Helathy ADHD Addictions

If you have ADHD, your risk of also having a substance abuse problem is about 50%.  Researchers have found this to be a problem for both the inattentive subtype and the hyperactive and impulsive subtypes.  It is unclear if the inattentive and impulsive symptoms are the cause of the substance abuse or if the two problems are the result of the particular brain biology of people with ADHD.

Though all subtypes People of ADHD are prone to addiction.  The ADHD Hyperactive/Impulsive subtype seems to be more at risk to have poor outcomes related to these addictions.

The poor outcomes of ADHD-HI addiction is probably related to the fact that being impulsive is a sure fire way to end up in a whole lot of trouble.  Lets face it.  If you have a drinking problem and also happen to have Predominantly Inattentive ADHD (ADHD-PI), you are likely to sit around thinking even more deeply than usual about some metaphysical or philosophical dilemma in your head.  Our poor ADHD Hyperactive/Impulsive brothers with a drinking problem, however, may well decide to go diving in a 3-foot pond and end up quadriplegics.
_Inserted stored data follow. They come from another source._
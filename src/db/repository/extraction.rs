//! Raw entity extraction store — per-document claims from the extraction
//! service, consumed by the resolver.

use rusqlite::{params, Connection};
use uuid::Uuid;

use crate::db::DatabaseError;
use crate::models::{EntityExtraction, EntityRelationship};

use super::run::parse_uuid;

/// Insert a batch of extraction claims in one transaction.
pub fn insert_extractions(
    conn: &Connection,
    extractions: &[EntityExtraction],
) -> Result<(), DatabaseError> {
    let tx = conn.unchecked_transaction()?;
    for ext in extractions {
        tx.execute(
            "INSERT INTO entity_extractions
             (id, project_id, document_id, entity_name, registration_number,
              relationship, relationship_detail, ownership_percent, confidence,
              evidence, created_at)
             VALUES (?1, ?2, ?3, ?4, ?5, ?6, ?7, ?8, ?9, ?10, ?11)",
            params![
                ext.id.to_string(),
                ext.project_id.to_string(),
                ext.document_id.to_string(),
                ext.entity_name,
                ext.registration_number,
                ext.relationship.as_str(),
                ext.relationship_detail,
                ext.ownership_percent,
                ext.confidence,
                ext.evidence,
                ext.created_at,
            ],
        )?;
    }
    tx.commit()?;
    Ok(())
}

/// All claims for a project, in insertion order.
pub fn list_extractions(
    conn: &Connection,
    project_id: Uuid,
) -> Result<Vec<EntityExtraction>, DatabaseError> {
    let mut stmt = conn.prepare(
        "SELECT id, project_id, document_id, entity_name, registration_number,
                relationship, relationship_detail, ownership_percent, confidence,
                evidence, created_at
         FROM entity_extractions WHERE project_id = ?1
         ORDER BY created_at ASC, id ASC",
    )?;

    let rows = stmt.query_map(params![project_id.to_string()], |row| {
        Ok(ExtractionRow {
            id: row.get(0)?,
            project_id: row.get(1)?,
            document_id: row.get(2)?,
            entity_name: row.get(3)?,
            registration_number: row.get(4)?,
            relationship: row.get(5)?,
            relationship_detail: row.get(6)?,
            ownership_percent: row.get(7)?,
            confidence: row.get(8)?,
            evidence: row.get(9)?,
            created_at: row.get(10)?,
        })
    })?;

    let mut extractions = Vec::new();
    for row in rows {
        extractions.push(extraction_from_row(row?)?);
    }
    Ok(extractions)
}

// ═══════════════════════════════════════════
// Internal row mapping
// ═══════════════════════════════════════════

struct ExtractionRow {
    id: String,
    project_id: String,
    document_id: String,
    entity_name: String,
    registration_number: Option<String>,
    relationship: String,
    relationship_detail: Option<String>,
    ownership_percent: Option<f64>,
    confidence: f64,
    evidence: Option<String>,
    created_at: String,
}

fn extraction_from_row(row: ExtractionRow) -> Result<EntityExtraction, DatabaseError> {
    let relationship: EntityRelationship = row.relationship.parse()?;
    Ok(EntityExtraction {
        id: parse_uuid(&row.id, "entity_extraction")?,
        project_id: parse_uuid(&row.project_id, "project")?,
        document_id: parse_uuid(&row.document_id, "document")?,
        entity_name: row.entity_name,
        registration_number: row.registration_number,
        relationship,
        relationship_detail: row.relationship_detail,
        ownership_percent: row.ownership_percent,
        confidence: row.confidence,
        evidence: row.evidence,
        created_at: row.created_at,
    })
}
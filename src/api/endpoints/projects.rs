//! Project and corpus ingestion endpoints.
//!
//! The extraction inference service is an external collaborator: it posts
//! corpus metadata and per-document entity claims here before a run starts.

use axum::extract::{Path, State};
use axum::Json;
use serde::{Deserialize, Serialize};
use uuid::Uuid;

use crate::api::error::ApiError;
use crate::api::types::ApiContext;
use crate::db::repository::{document, extraction, now_utc};
use crate::models::{Document, EntityExtraction, EntityRelationship, Project, ReadabilityStatus};

#[derive(Deserialize)]
pub struct CreateProjectRequest {
    pub name: String,
    pub target_name: String,
}

/// `POST /api/projects` — create a due-diligence engagement.
pub async fn create(
    State(ctx): State<ApiContext>,
    Json(payload): Json<CreateProjectRequest>,
) -> Result<Json<Project>, ApiError> {
    if payload.name.trim().is_empty() || payload.target_name.trim().is_empty() {
        return Err(ApiError::BadRequest(
            "name and target_name must not be empty".into(),
        ));
    }

    let project = Project {
        id: Uuid::new_v4(),
        name: payload.name.trim().to_string(),
        target_name: payload.target_name.trim().to_string(),
        created_at: now_utc(),
    };

    let conn = ctx.engine.open_db()?;
    document::insert_project(&conn, &project)?;

    tracing::info!(project_id = %project.id, target = %project.target_name, "Project created");
    Ok(Json(project))
}

#[derive(Deserialize)]
pub struct AddDocumentsRequest {
    pub documents: Vec<DocumentUpload>,
}

#[derive(Deserialize)]
pub struct DocumentUpload {
    pub file_name: String,
    /// Length of the text yielded by upstream extraction; 0 = unreadable.
    #[serde(default)]
    pub text_length: u64,
}

#[derive(Serialize)]
pub struct AddDocumentsResponse {
    pub added: usize,
    pub document_ids: Vec<Uuid>,
}

/// `POST /api/projects/:id/documents` — register corpus metadata.
pub async fn add_documents(
    State(ctx): State<ApiContext>,
    Path(project_id): Path<Uuid>,
    Json(payload): Json<AddDocumentsRequest>,
) -> Result<Json<AddDocumentsResponse>, ApiError> {
    if payload.documents.is_empty() {
        return Err(ApiError::BadRequest("no documents in request".into()));
    }

    let conn = ctx.engine.open_db()?;
    document::get_project(&conn, project_id)?;

    let documents: Vec<Document> = payload
        .documents
        .iter()
        .map(|upload| Document {
            id: Uuid::new_v4(),
            project_id,
            file_name: upload.file_name.clone(),
            folder: None,
            category: None,
            classification_confidence: None,
            readability_status: ReadabilityStatus::Pending,
            readability_error: None,
            text_length: upload.text_length,
            created_at: now_utc(),
        })
        .collect();

    document::insert_documents(&conn, &documents)?;

    Ok(Json(AddDocumentsResponse {
        added: documents.len(),
        document_ids: documents.iter().map(|d| d.id).collect(),
    }))
}

#[derive(Deserialize)]
pub struct AddExtractionsRequest {
    pub extractions: Vec<ExtractionUpload>,
}

#[derive(Deserialize)]
pub struct ExtractionUpload {
    pub document_id: Uuid,
    pub entity_name: String,
    pub registration_number: Option<String>,
    pub relationship: EntityRelationship,
    pub relationship_detail: Option<String>,
    pub ownership_percent: Option<f64>,
    pub confidence: f64,
    pub evidence: Option<String>,
}

#[derive(Serialize)]
pub struct AddExtractionsResponse {
    pub added: usize,
}

/// `POST /api/projects/:id/extractions` — ingest per-document entity claims.
pub async fn add_extractions(
    State(ctx): State<ApiContext>,
    Path(project_id): Path<Uuid>,
    Json(payload): Json<AddExtractionsRequest>,
) -> Result<Json<AddExtractionsResponse>, ApiError> {
    if payload.extractions.is_empty() {
        return Err(ApiError::BadRequest("no extractions in request".into()));
    }
    for upload in &payload.extractions {
        if !(0.0..=1.0).contains(&upload.confidence) {
            return Err(ApiError::BadRequest(format!(
                "confidence {} out of range 0.0-1.0",
                upload.confidence
            )));
        }
        if let Some(pct) = upload.ownership_percent {
            if !(0.0..=100.0).contains(&pct) {
                return Err(ApiError::BadRequest(format!(
                    "ownership_percent {pct} out of range 0-100"
                )));
            }
        }
    }

    let conn = ctx.engine.open_db()?;
    document::get_project(&conn, project_id)?;

    let extractions: Vec<EntityExtraction> = payload
        .extractions
        .into_iter()
        .map(|upload| EntityExtraction {
            id: Uuid::new_v4(),
            project_id,
            document_id: upload.document_id,
            entity_name: upload.entity_name,
            registration_number: upload.registration_number,
            relationship: upload.relationship,
            relationship_detail: upload.relationship_detail,
            ownership_percent: upload.ownership_percent,
            confidence: upload.confidence,
            evidence: upload.evidence,
            created_at: now_utc(),
        })
        .collect();

    extraction::insert_extractions(&conn, &extractions)?;

    Ok(Json(AddExtractionsResponse {
        added: extractions.len(),
    }))
}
Though the ADHD-HI folks may have poorer outcomes related to their addictions, addiction is a problem for all the ADHD sub-types and some action must be taken to channel this propensity for addiction into something constructive.  I would suggest that all individuals with ADHD find themselves some health addictions to occupy that part of the brain that is prone to excesses.

The healthiest addiction that I can think of is exercise.  I have a friend that is so addicted to exercise that rain or shine, winter or summer, Christmas or Yom Kippur, she exercises for 80 minutes a day.  This same friend is also addicted to yoga, and strawberry-kiwi smoothies.  She used to be addicted to beer but now has channeled her addictions into healthier habits.

I should be addicted to exercise and though I walk almost every day for 4 miles, I have yet to reach the level of devotion for my walking to have me qualify it as an addiction.  I am, hands down, no question about it, addicted to coffee.  Some would argue that this is not a healthy addiction but compared to alcohol or gambling coffee is positively admirable.

Some folks with ADHD are addicted to work.  They often get this way because it takes them so long to get anything done.  Being extremely inefficient we can end up spending most of our lives working.  All that time at work can snowball into a life of obsessive work, work, and more work.  In other words, working all the time can turn into an addiction which, once again, I would consider healthier than gambling or say, shooting up heroin.

My grandmother had ADHD-PI.  I got my ADHD-PI from her.  She was an obsessive Canasta card player.  She played for money and was, by all accounts, extremely good at Canasta.  At some point, Canasta fell out of favor and she moved to poker.  She was also good at poker but then she became very involved in her church and her priest told her that playing cards for money was sinful and she stopped immediately.  From then on she was extremely busy with works of church charity and some might say that she was addicted to the Catholic Church.

I volunteer pretty obsessively.  I run my kid's school lunch program, I volunteer at the Boy's and Girl's Club, I pick up garbage for my neighborhood's environmental project and do river clean-up with a group called Rivers Alive.  I walk dogs at the no-kill pet shelter and mentor Physician Assistant students in the Emergency Department at work.  I deliver food to sick neighbors and I am also on the board of directors at my kid's school.  My partner and friends would probably tell you that I am addicted to volunteering.

The volunteering, like my grandmother's religious obsession, is a pretty darn good way to channel a mind prone to over doing things.  Are you over doing things in a positive way?  If you are not you need to think of something that you love to do that is also healthy and devote as much time as possible to your new health addiction.

Go ahead and get started.  The energy you devote to this new healthy obsession will likely produce great things for you and for others.